◆ Goal of the exercise ◆
Every line of the entries below from the one containing "fn default_temperature() ->" to the one containing "An embedding request.", both ends included, must be written out exactly. No other line belongs in the answer.

[Items listed in a dataset]

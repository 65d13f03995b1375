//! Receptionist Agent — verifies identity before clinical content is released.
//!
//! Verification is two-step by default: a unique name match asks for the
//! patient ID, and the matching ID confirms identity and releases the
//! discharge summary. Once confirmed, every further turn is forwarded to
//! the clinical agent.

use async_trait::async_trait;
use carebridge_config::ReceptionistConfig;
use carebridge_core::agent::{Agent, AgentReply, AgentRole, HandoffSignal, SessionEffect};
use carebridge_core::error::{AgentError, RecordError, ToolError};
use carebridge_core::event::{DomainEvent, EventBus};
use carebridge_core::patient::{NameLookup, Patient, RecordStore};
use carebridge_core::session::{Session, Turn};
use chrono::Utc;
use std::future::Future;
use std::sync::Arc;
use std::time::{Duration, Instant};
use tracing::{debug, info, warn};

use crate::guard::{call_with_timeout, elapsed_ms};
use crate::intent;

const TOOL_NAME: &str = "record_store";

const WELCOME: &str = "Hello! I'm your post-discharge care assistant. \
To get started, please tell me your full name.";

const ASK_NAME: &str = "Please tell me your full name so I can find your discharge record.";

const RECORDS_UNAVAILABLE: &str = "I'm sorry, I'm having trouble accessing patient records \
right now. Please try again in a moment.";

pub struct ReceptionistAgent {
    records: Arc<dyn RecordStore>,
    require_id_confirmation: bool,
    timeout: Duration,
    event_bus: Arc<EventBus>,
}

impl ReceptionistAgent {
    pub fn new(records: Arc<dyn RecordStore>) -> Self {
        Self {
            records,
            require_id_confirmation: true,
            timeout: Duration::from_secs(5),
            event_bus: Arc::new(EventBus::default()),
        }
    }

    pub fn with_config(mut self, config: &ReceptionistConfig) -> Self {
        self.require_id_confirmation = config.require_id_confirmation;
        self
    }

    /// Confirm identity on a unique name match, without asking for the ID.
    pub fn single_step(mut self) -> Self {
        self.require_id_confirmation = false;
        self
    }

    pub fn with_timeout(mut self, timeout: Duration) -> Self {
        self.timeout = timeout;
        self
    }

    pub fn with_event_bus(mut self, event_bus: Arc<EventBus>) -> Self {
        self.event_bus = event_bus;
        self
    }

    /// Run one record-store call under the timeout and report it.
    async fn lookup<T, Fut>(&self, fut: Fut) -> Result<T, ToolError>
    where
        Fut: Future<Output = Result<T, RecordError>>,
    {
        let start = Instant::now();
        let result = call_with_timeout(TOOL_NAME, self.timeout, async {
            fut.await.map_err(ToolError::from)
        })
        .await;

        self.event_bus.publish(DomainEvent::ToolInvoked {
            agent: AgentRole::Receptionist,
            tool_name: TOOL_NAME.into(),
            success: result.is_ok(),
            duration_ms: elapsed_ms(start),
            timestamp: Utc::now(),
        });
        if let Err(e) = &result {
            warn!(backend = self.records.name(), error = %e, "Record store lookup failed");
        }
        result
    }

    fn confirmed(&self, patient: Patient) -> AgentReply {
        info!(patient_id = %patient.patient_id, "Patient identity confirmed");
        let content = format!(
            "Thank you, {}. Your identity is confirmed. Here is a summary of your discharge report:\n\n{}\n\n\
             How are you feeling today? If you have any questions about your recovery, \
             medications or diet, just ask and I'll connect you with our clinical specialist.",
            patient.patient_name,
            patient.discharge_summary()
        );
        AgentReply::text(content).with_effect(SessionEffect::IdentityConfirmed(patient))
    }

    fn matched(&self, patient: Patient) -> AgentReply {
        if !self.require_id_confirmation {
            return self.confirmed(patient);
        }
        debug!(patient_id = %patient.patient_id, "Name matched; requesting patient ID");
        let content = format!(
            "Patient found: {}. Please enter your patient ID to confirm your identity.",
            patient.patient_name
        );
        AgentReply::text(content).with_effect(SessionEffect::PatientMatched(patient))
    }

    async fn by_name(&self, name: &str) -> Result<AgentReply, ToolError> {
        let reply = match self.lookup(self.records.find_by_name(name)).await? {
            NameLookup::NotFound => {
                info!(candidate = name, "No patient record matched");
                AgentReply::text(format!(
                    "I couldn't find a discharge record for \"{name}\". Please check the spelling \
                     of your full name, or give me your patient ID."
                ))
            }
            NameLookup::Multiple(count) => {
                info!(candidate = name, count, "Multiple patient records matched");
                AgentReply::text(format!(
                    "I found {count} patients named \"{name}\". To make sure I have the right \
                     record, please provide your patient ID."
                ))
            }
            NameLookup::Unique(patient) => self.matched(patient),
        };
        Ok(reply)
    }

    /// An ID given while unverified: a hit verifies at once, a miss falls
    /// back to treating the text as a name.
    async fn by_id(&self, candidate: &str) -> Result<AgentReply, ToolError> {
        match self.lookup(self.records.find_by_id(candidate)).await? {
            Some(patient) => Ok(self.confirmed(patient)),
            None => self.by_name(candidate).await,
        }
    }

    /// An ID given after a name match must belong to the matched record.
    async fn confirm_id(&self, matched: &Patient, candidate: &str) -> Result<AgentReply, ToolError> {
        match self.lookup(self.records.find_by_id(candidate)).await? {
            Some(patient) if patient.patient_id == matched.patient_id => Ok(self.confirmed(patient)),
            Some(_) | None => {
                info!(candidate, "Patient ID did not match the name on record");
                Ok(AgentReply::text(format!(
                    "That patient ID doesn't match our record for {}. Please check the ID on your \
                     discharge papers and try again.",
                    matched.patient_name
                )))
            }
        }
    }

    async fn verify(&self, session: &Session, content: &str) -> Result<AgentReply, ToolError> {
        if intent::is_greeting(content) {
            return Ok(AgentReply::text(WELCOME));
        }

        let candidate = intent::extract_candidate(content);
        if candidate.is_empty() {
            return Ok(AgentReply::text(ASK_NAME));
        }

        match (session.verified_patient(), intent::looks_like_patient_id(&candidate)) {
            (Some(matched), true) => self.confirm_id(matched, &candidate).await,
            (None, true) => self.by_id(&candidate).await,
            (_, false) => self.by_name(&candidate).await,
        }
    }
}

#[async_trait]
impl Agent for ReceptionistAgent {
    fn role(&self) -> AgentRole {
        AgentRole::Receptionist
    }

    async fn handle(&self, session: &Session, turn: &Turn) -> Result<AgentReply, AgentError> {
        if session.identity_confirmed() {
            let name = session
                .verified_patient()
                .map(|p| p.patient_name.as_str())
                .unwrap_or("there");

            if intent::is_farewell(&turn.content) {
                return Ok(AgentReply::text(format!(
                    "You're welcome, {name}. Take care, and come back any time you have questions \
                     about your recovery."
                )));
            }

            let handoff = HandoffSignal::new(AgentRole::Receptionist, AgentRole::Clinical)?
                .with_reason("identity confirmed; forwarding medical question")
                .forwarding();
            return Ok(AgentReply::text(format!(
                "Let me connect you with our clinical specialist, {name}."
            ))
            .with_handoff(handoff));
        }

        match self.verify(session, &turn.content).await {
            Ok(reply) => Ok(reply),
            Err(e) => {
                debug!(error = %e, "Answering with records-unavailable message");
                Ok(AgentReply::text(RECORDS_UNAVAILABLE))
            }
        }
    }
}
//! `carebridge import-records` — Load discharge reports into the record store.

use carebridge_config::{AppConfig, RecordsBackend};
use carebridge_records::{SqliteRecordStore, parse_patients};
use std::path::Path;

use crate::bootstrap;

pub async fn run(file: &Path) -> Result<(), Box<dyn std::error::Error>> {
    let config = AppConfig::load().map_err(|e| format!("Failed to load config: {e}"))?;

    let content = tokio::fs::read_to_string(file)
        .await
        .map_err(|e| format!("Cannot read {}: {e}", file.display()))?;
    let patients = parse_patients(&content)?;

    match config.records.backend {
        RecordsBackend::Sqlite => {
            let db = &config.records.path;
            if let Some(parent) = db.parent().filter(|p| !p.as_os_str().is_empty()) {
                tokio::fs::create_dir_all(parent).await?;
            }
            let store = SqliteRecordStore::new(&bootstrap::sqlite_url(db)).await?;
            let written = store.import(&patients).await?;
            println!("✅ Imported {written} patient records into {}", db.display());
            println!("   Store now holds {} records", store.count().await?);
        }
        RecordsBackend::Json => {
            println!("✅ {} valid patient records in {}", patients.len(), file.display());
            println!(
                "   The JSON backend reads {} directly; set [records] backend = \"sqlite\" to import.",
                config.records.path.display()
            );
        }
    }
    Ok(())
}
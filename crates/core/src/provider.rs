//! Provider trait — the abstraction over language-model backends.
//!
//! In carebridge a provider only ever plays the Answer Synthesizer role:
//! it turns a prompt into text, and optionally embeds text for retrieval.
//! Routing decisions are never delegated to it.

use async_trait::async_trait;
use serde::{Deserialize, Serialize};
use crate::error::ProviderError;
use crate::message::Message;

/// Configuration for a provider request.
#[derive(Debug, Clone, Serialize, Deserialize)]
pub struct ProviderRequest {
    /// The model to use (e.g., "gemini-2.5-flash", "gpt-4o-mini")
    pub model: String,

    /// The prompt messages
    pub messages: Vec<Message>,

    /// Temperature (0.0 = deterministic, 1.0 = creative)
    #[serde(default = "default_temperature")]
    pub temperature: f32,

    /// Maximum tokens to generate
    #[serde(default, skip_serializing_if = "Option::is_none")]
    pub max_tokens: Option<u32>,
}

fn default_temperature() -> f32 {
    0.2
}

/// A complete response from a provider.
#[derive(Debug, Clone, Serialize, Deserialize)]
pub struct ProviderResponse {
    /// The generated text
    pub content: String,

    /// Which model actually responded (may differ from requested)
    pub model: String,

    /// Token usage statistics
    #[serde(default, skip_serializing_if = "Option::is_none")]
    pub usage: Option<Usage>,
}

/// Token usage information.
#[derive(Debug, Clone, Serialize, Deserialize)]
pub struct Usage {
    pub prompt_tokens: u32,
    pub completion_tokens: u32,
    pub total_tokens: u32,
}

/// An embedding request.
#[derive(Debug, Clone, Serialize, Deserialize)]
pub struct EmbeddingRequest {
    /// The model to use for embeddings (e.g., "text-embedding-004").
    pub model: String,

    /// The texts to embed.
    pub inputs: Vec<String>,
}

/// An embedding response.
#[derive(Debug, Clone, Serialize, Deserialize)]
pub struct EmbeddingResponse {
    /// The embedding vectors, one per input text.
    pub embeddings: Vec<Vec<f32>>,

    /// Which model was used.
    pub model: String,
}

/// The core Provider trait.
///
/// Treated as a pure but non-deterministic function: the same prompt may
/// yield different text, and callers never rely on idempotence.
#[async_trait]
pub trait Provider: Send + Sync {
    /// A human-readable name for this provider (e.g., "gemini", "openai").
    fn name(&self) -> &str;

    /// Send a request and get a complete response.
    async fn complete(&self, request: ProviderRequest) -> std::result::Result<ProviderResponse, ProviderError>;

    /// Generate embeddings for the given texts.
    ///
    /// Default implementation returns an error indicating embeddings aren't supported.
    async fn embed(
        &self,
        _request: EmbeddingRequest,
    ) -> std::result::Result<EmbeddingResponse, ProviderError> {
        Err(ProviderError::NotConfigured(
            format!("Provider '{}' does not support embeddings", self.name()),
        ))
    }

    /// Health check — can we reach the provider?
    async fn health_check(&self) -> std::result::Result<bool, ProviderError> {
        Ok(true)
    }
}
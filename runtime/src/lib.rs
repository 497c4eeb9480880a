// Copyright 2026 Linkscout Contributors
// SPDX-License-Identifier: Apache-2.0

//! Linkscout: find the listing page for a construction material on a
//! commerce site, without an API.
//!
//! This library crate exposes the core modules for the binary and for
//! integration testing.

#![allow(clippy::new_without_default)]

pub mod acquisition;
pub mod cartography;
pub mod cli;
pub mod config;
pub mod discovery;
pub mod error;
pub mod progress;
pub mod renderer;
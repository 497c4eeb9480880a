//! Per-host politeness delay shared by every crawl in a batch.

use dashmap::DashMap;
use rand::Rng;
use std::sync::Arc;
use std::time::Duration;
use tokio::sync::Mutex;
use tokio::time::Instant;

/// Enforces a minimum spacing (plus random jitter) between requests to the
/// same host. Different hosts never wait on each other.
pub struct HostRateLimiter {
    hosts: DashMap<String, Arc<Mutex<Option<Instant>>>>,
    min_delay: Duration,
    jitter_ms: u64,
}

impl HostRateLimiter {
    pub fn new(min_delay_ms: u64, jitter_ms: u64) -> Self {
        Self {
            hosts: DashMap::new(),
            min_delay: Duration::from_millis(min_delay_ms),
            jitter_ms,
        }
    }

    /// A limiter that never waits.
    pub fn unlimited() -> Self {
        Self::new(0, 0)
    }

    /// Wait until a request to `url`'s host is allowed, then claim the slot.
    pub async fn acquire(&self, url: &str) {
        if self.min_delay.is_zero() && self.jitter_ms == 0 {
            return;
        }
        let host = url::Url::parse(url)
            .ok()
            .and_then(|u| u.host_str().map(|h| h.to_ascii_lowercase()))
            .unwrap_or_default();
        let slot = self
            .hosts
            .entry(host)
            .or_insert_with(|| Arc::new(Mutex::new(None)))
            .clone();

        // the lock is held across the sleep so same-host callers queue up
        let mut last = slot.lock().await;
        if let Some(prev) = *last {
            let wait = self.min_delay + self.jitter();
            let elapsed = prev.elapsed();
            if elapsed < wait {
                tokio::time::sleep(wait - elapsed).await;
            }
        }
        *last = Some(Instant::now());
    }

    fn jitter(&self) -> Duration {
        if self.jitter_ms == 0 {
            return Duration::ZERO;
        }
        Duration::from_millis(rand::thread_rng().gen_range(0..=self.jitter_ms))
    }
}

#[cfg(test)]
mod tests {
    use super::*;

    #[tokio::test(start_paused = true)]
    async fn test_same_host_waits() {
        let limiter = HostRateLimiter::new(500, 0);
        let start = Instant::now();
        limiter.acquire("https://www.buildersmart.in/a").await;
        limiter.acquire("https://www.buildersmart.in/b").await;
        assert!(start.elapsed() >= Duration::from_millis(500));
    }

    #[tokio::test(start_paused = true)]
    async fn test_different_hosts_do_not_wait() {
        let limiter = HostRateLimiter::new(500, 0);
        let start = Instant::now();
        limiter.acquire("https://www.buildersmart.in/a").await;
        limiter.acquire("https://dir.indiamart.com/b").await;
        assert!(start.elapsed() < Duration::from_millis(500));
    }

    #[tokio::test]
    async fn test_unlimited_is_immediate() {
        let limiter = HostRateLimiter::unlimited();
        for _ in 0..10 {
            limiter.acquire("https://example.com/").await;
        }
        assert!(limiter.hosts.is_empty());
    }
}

◆ Task response ◆
fn default_temperature() -> f32 {
    0.2
}

/// A complete response from a provider.
#[derive(Debug, Clone, Serialize, Deserialize)]
pub struct ProviderResponse {
    /// The generated text
    pub content: String,

    /// Which model actually responded (may differ from requested)
    pub model: String,

    /// Token usage statistics
    #[serde(default, skip_serializing_if = "Option::is_none")]
    pub usage: Option<Usage>,
}

/// Token usage information.
#[derive(Debug, Clone, Serialize, Deserialize)]
pub struct Usage {
    pub prompt_tokens: u32,
    pub completion_tokens: u32,
    pub total_tokens: u32,
}

/// An embedding request.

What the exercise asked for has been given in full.